Case Name: Louise HAYNES, Appellant, v. James K. FROEHLICH et al., Appellees
Court: Kentucky Court of Appeals
Jurisdiction: Kentucky
Decision Date: 1954-12-03
Citations: 273 S.W.2d 379
Docket Number: 
Parties: Louise HAYNES, Appellant, v. James K. FROEHLICH et al., Appellees.
Judges: 
Reporter: South Western Reporter Second Series
Volume: 273
Pages: 379–380

Head Matter:
Louise HAYNES, Appellant, v. James K. FROEHLICH et al., Appellees.
Court of Appeals of Kentucky.
Dec. 3, 1954.
Jack A. Connor, Robt. E. Humphreys, Jr., of Humphreys, Jones, Beard & Con-nor, Owensboro, for appellant.
H. Randolph Kramer, Owensboro, for appellees.

Opinion:
STANLEY, Commissioner.
The appeal is from a judgment rendered upon a verdict for the defendants, James K. Froehlich and wife, in a suit upon their promissory note given the appellant, Louise Haynes, for $2,655 credited by several payments, which reduced the amount claimed to $1,938.75, with interest.
The attorney for the appellees, H. Randolph Kramer, has not filed a brief, although he has been repeatedly requested to do so. Under this condition we accept the appellant's statements of the case without examining the record. RCA 1.260; Skaggs v. Ohio Valley Rock Asphalt Co., 292 Ky. 758, 166 S.W.2d 1005.
J. Millard Haynes, appellant's husband, is a building contractor. The defendant, Froehlich, is her brother and was employed as a carpenter by her husband. Haynes erected a dwelling house for the Froehlichs and conveyed it to them. The note was executed to his wife in satisfaction of the balance due for the property after the application of proceeds of a mortgage loan. The note was executed simultaneously with the closing of the loan,
The appellees admit receiving the deed to the house, executing the note and making several payments on it. Release from the obligation was sought by pleading no consideration. The burden was, of course, on the defendants to sustain their plea by competent evidence. Their evidence was directed toward proving the agreed cost of the house, that the stun actually owed Haynes was less than the note and that it was never intended that it should be paid. There was no plea of fraud or mutual mistake. So far as the appellant's statement in her brief goes, there was no claim in the pleading or in the evidence of a pro tanto avoidance. The defendants claimed they owed neither the payee nor her husband anything although they had made substantial payments on the note without raising any question about it. See Silver v. Overhead Door Co., 311 Ky. 650, 225 S.W.2d 115. They attempted to explain away the obligation by saying it was never intended that the note should be paid, and that it was given to Mrs. Haynes as a favor to her husband, who had said it was being executed in connection with the transaction so he would not get into some tax trouble.

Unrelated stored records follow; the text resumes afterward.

//! Wiring from [`RunwayConfig`] to the concrete collaborators.
//!
//! Nothing here talks to a backend. Identity material referenced by the
//! configuration (key files, token variables) is resolved eagerly so a
//! misconfiguration fails before the first run starts.

use std::sync::Arc;
use std::time::Duration;

use aws_config::SdkConfig;

use crate::aws;
use crate::config::{GithubConfig, RunwayConfig, WebIdentityConfig};
use crate::consumer::CommandConsumer;
use crate::credentials::Secret;
use crate::dispatch::LambdaBackend;
use crate::error::ProvisionError;
use crate::http;
use crate::identity::{
    BrokeredIdentity, GithubAppTokenIssuer, GithubTokenIssuer, StaticTokenIssuer,
    StsRoleAssumer, WebIdentitySource,
};
use crate::registry::EcrAuthenticator;
use crate::runtime::{OrchestratorConfig, ProvisioningOrchestrator, ProvisioningOrchestratorBuilder};

/// Request timeout for OIDC token requests.
pub const API_TIMEOUT: Duration = Duration::from_secs(60);

/// Variables the CI runner sets when OIDC tokens may be requested.
pub const ACTIONS_ID_TOKEN_REQUEST_URL: &str = "ACTIONS_ID_TOKEN_REQUEST_URL";
pub const ACTIONS_ID_TOKEN_REQUEST_TOKEN: &str = "ACTIONS_ID_TOKEN_REQUEST_TOKEN";

pub type StandardIdentity = BrokeredIdentity<GithubTokenIssuer, StsRoleAssumer>;
pub type StandardOrchestrator =
    ProvisioningOrchestrator<StandardIdentity, EcrAuthenticator, LambdaBackend>;
pub type StandardOrchestratorBuilder =
    ProvisioningOrchestratorBuilder<StandardIdentity, EcrAuthenticator, LambdaBackend>;

/// Build an orchestrator from configuration and the process environment.
///
/// # Errors
///
/// [`ProvisionError::Config`] when the configuration is invalid or refers
/// to identity material that cannot be read.
pub async fn build_orchestrator(
    config: &RunwayConfig,
    with_consumer: bool,
) -> Result<StandardOrchestrator, ProvisionError> {
    let sdk_config = shared_sdk_config(config).await?;
    orchestrator_builder(config, with_consumer, &sdk_config, |name| {
        std::env::var(name).ok()
    })?
    .build()
    .map_err(|err| ProvisionError::Config(err.to_string()))
}

/// Cloud SDK configuration for the configured region.
///
/// # Errors
///
/// [`ProvisionError::Config`] when no region is configured.
pub async fn shared_sdk_config(config: &RunwayConfig) -> Result<SdkConfig, ProvisionError> {
    let region = required(config.cloud.region.as_deref(), "cloud.region")?;
    Ok(aws::load_shared_config(region).await)
}

/// Prepare a builder with every collaborator configured, resolving
/// variables through `lookup`. The caller may still attach an event
/// publisher.
///
/// # Errors
///
/// See [`build_orchestrator`].
pub fn orchestrator_builder<F>(
    config: &RunwayConfig,
    with_consumer: bool,
    sdk_config: &SdkConfig,
    lookup: F,
) -> Result<StandardOrchestratorBuilder, ProvisionError>
where
    F: Fn(&str) -> Option<String>,
{
    config.validate()?;

    let region = required(config.cloud.region.as_deref(), "cloud.region")?;
    let role_arn = required(config.cloud.role_arn.as_deref(), "cloud.role_arn")?;
    let function_name = required(
        config.dispatch.function_name.as_deref(),
        "dispatch.function_name",
    )?;

    let oidc_client = http::build_client(API_TIMEOUT).map_err(client_error)?;

    let issuer = token_issuer(&config.github, &lookup)?;
    let source = web_identity_source(&config.cloud.web_identity, &lookup)?;
    let mut assumer = StsRoleAssumer::new(sdk_config, oidc_client, region, role_arn, source)
        .with_session_duration(config.cloud.effective_session_duration());
    if let Some(endpoint) = &config.cloud.sts_endpoint {
        assumer = assumer.with_endpoint(endpoint.clone());
    }
    let identity = BrokeredIdentity::new(Arc::new(issuer), Arc::new(assumer));

    let mut registry =
        EcrAuthenticator::new(sdk_config).with_registry_ids(config.registry.registry_ids.clone());
    if let Some(endpoint) = &config.registry.endpoint {
        registry = registry.with_endpoint(endpoint.clone());
    }

    let mut backend = LambdaBackend::new(sdk_config, function_name);
    if let Some(endpoint) = &config.dispatch.endpoint {
        backend = backend.with_endpoint(endpoint.clone());
    }

    let consumer = config.consumer.as_ref().filter(|_| with_consumer);
    let results_location = consumer
        .and_then(|consumer| lookup(&consumer.results_location_env))
        .filter(|value| !value.is_empty());

    let mut builder = ProvisioningOrchestratorBuilder::new(OrchestratorConfig {
        results_location,
        lock_dir: Some(config.single_flight.key_lock_dir()),
        ..OrchestratorConfig::default()
    })
    .with_identity(Arc::new(identity))
    .with_registry(Arc::new(registry))
    .with_backend(Arc::new(backend))
    .with_dispatch_timeout(config.dispatch.timeout());

    if let Some(consumer) = consumer {
        builder = builder.with_consumer(Arc::new(
            CommandConsumer::new(consumer.program.clone())
                .with_args(consumer.args.clone())
                .with_timeout(consumer.timeout()),
        ));
    }

    tracing::debug!(?builder, "orchestrator configured");
    Ok(builder)
}

fn token_issuer<F>(github: &GithubConfig, lookup: &F) -> Result<GithubTokenIssuer, ProvisionError>
where
    F: Fn(&str) -> Option<String>,
{
    if github.uses_app() {
        let app_id = github.numeric_app_id().ok_or_else(|| {
            ProvisionError::Config("github.app_id must be numeric".into())
        })?;
        let key = app_private_key(github, lookup)?;
        let issuer = GithubAppTokenIssuer::new(
            github.api_url.clone(),
            app_id,
            github.installation_id,
            &key,
        )
        .map_err(|err| ProvisionError::Config(err.to_string()))?;
        return Ok(GithubTokenIssuer::App(issuer));
    }

    let variable = github.token_env.as_deref().ok_or_else(|| {
        ProvisionError::Config("no app credentials and no github.token_env".into())
    })?;
    let token = non_empty(lookup(variable))
        .ok_or_else(|| ProvisionError::Config(format!("token variable {variable} is not set")))?;
    Ok(GithubTokenIssuer::PreShared(StaticTokenIssuer::new(token)))
}

fn app_private_key<F>(github: &GithubConfig, lookup: &F) -> Result<Secret, ProvisionError>
where
    F: Fn(&str) -> Option<String>,
{
    if let Some(path) = &github.private_key_path {
        return std::fs::read_to_string(path)
            .map(Secret::from)
            .map_err(|err| {
                ProvisionError::Config(format!(
                    "failed to read app private key {}: {err}",
                    path.display()
                ))
            });
    }
    let variable = github
        .private_key_env
        .as_deref()
        .ok_or_else(|| ProvisionError::Config("no app private key configured".into()))?;
    non_empty(lookup(variable)).map(Secret::from).ok_or_else(|| {
        ProvisionError::Config(format!("app private key variable {variable} is not set"))
    })
}

fn web_identity_source<F>(
    config: &WebIdentityConfig,
    lookup: &F,
) -> Result<WebIdentitySource, ProvisionError>
where
    F: Fn(&str) -> Option<String>,
{
    match config {
        WebIdentityConfig::File { path } => Ok(WebIdentitySource::File(path.clone())),
        WebIdentityConfig::Env { variable } => non_empty(lookup(variable))
            .map(|token| WebIdentitySource::Token(Secret::from(token)))
            .ok_or_else(|| {
                ProvisionError::Config(format!("web identity variable {variable} is not set"))
            }),
        WebIdentityConfig::ActionsOidc { audience } => {
            let missing = |name: &str| {
                ProvisionError::Config(format!(
                    "{name} is not set; OIDC tokens are only available to jobs with id-token permission"
                ))
            };
            let request_url = non_empty(lookup(ACTIONS_ID_TOKEN_REQUEST_URL))
                .ok_or_else(|| missing(ACTIONS_ID_TOKEN_REQUEST_URL))?;
            let request_token = non_empty(lookup(ACTIONS_ID_TOKEN_REQUEST_TOKEN))
                .ok_or_else(|| missing(ACTIONS_ID_TOKEN_REQUEST_TOKEN))?;
            Ok(WebIdentitySource::ActionsOidc {
                request_url,
                request_token: Secret::from(request_token),
                audience: audience.clone(),
            })
        }
    }
}

fn required<'a>(value: Option<&'a str>, what: &str) -> Result<&'a str, ProvisionError> {
    value
        .filter(|value| !value.is_empty())
        .ok_or_else(|| ProvisionError::Config(format!("{what} is not configured")))
}

fn non_empty(value: Option<String>) -> Option<String> {
    value.filter(|value| !value.trim().is_empty())
}

fn client_error(err: reqwest::Error) -> ProvisionError {
    ProvisionError::Config(format!("failed to build HTTP client: {err}"))
}

#[cfg(test)]
mod tests {
    use super::*;
    use crate::config::ConsumerConfig;
    use std::collections::HashMap;
    use std::io::Write;

    fn base_config() -> RunwayConfig {
        let mut config = RunwayConfig::default();
        config.github.token_env = Some("RUNNER_TOKEN".into());
        config.cloud.region = Some("eu-west-1".into());
        config.cloud.role_arn = Some("arn:aws:iam::123456789012:role/runway".into());
        config.cloud.web_identity = WebIdentityConfig::Env {
            variable: "WEB_IDENTITY".into(),
        };
        config.dispatch.function_name = Some("provision-runner".into());
        config
    }

    fn sdk() -> SdkConfig {
        aws::offline_config("eu-west-1")
    }

    fn vars(pairs: &[(&str, &str)]) -> impl Fn(&str) -> Option<String> {
        let map: HashMap<String, String> = pairs
            .iter()
            .map(|(k, v)| (k.to_string(), v.to_string()))
            .collect();
        move |name| map.get(name).cloned()
    }

    #[test]
    fn builds_with_pre_shared_token() {
        let env = vars(&[("RUNNER_TOKEN", "ghs_x"), ("WEB_IDENTITY", "eyJ.x.y")]);
        let orchestrator = orchestrator_builder(&base_config(), true, &sdk(), env)
            .unwrap()
            .build()
            .unwrap();
        assert_eq!(orchestrator.dispatcher().timeout(), Duration::from_secs(900));
        assert_eq!(orchestrator.dispatcher().backend().function_name(), "provision-runner");
        assert!(orchestrator.config().results_location.is_none());
        assert!(orchestrator.runs().lock_dir().is_some());
    }

    #[test]
    fn missing_pre_shared_token_is_config_error() {
        let env = vars(&[("WEB_IDENTITY", "eyJ.x.y")]);
        let err = orchestrator_builder(&base_config(), true, &sdk(), env).unwrap_err();
        assert!(matches!(err, ProvisionError::Config(_)));
        assert!(err.to_string().contains("RUNNER_TOKEN"));
    }

    #[test]
    fn actions_oidc_requires_runner_variables() {
        let mut config = base_config();
        config.cloud.web_identity = WebIdentityConfig::default();
        let err = orchestrator_builder(&config, true, &sdk(), vars(&[("RUNNER_TOKEN", "ghs_x")]))
            .unwrap_err();
        assert!(err.to_string().contains(ACTIONS_ID_TOKEN_REQUEST_URL));

        let env = vars(&[
            ("RUNNER_TOKEN", "ghs_x"),
            (ACTIONS_ID_TOKEN_REQUEST_URL, "https://token.actions.example/req"),
            (ACTIONS_ID_TOKEN_REQUEST_TOKEN, "req-token"),
        ]);
        assert!(orchestrator_builder(&config, true, &sdk(), env).is_ok());
    }

    #[test]
    fn app_key_is_read_from_file() {
        let mut key = tempfile::NamedTempFile::new().unwrap();
        key.write_all(include_str!("../tests/fixtures/app-key.pem").as_bytes())
            .unwrap();

        let mut config = base_config();
        config.github.token_env = None;
        config.github.app_id = Some("12345".into());
        config.github.private_key_path = Some(key.path().to_path_buf());

        let builder = orchestrator_builder(&config, true, &sdk(), vars(&[("WEB_IDENTITY", "eyJ.x.y")]));
        assert!(builder.is_ok(), "{:?}", builder.err());
    }

    #[test]
    fn malformed_app_key_is_config_error() {
        let mut config = base_config();
        config.github.token_env = None;
        config.github.app_id = Some("12345".into());
        config.github.private_key_env = Some("APP_KEY".into());

        let env = vars(&[("WEB_IDENTITY", "eyJ.x.y"), ("APP_KEY", "not a pem")]);
        let err = orchestrator_builder(&config, true, &sdk(), env).unwrap_err();
        assert!(matches!(err, ProvisionError::Config(_)));
        assert!(err.to_string().contains("invalid app private key"), "{err}");
    }

    #[test]
    fn configured_lock_dir_reaches_the_registry() {
        let mut config = base_config();
        config.single_flight.lock_dir = Some("/tmp/runway-bootstrap".into());
        let env = vars(&[("RUNNER_TOKEN", "ghs_x"), ("WEB_IDENTITY", "eyJ.x.y")]);

        let orchestrator = orchestrator_builder(&config, true, &sdk(), env)
            .unwrap()
            .build()
            .unwrap();
        let lock_dir = orchestrator.runs().lock_dir().unwrap();
        assert_eq!(lock_dir.root(), std::path::Path::new("/tmp/runway-bootstrap"));
    }

    #[test]
    fn unreadable_app_key_is_config_error() {
        let mut config = base_config();
        config.github.app_id = Some("12345".into());
        config.github.private_key_path = Some("/nonexistent/app-key.pem".into());

        let err = orchestrator_builder(&config, true, &sdk(), vars(&[("WEB_IDENTITY", "eyJ.x.y")]))
            .unwrap_err();
        assert!(err.to_string().contains("failed to read app private key"));
    }

    #[test]
    fn consumer_receives_results_location() {
        let mut config = base_config();
        config.consumer = Some(ConsumerConfig::new("true"));
        let env = vars(&[
            ("RUNNER_TOKEN", "ghs_x"),
            ("WEB_IDENTITY", "eyJ.x.y"),
            ("RUNWAY_RESULTS_LOCATION", "s3://bench-results/acme"),
        ]);

        let orchestrator = orchestrator_builder(&config, true, &sdk(), &env)
            .unwrap()
            .build()
            .unwrap();
        assert_eq!(
            orchestrator.config().results_location.as_deref(),
            Some("s3://bench-results/acme")
        );

        let skipped = orchestrator_builder(&config, false, &sdk(), &env)
            .unwrap()
            .build()
            .unwrap();
        assert!(skipped.config().results_location.is_none());
    }

    #[test]
    fn invalid_config_is_rejected_before_wiring() {
        let mut config = base_config();
        config.cloud.role_arn = None;
        let err = orchestrator_builder(&config, true, &sdk(), vars(&[])).unwrap_err();
        assert!(err.to_string().contains("cloud.role_arn"));
    }
}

It is well settled that evidence of a contemporaneous parol promise made to the payor of a note that he would not-be bound by it is inadmissible and will not be permitted to defeat the positive and unqualified written promise of a promissory note. Davis v. Poulos, 237 Ky. 763, 36 S.W.2d 373; Citizens National Bank of Glasgow v. Damron, 286 Ky. 43, 149 S.W.2d 762.
We are of opinion the trial court should have directed a verdict for the plaintiff because the defendants failed to prove by competent evidence their plea of no consideration.
The motion for an appeal is sustained: and the judgment is reversed.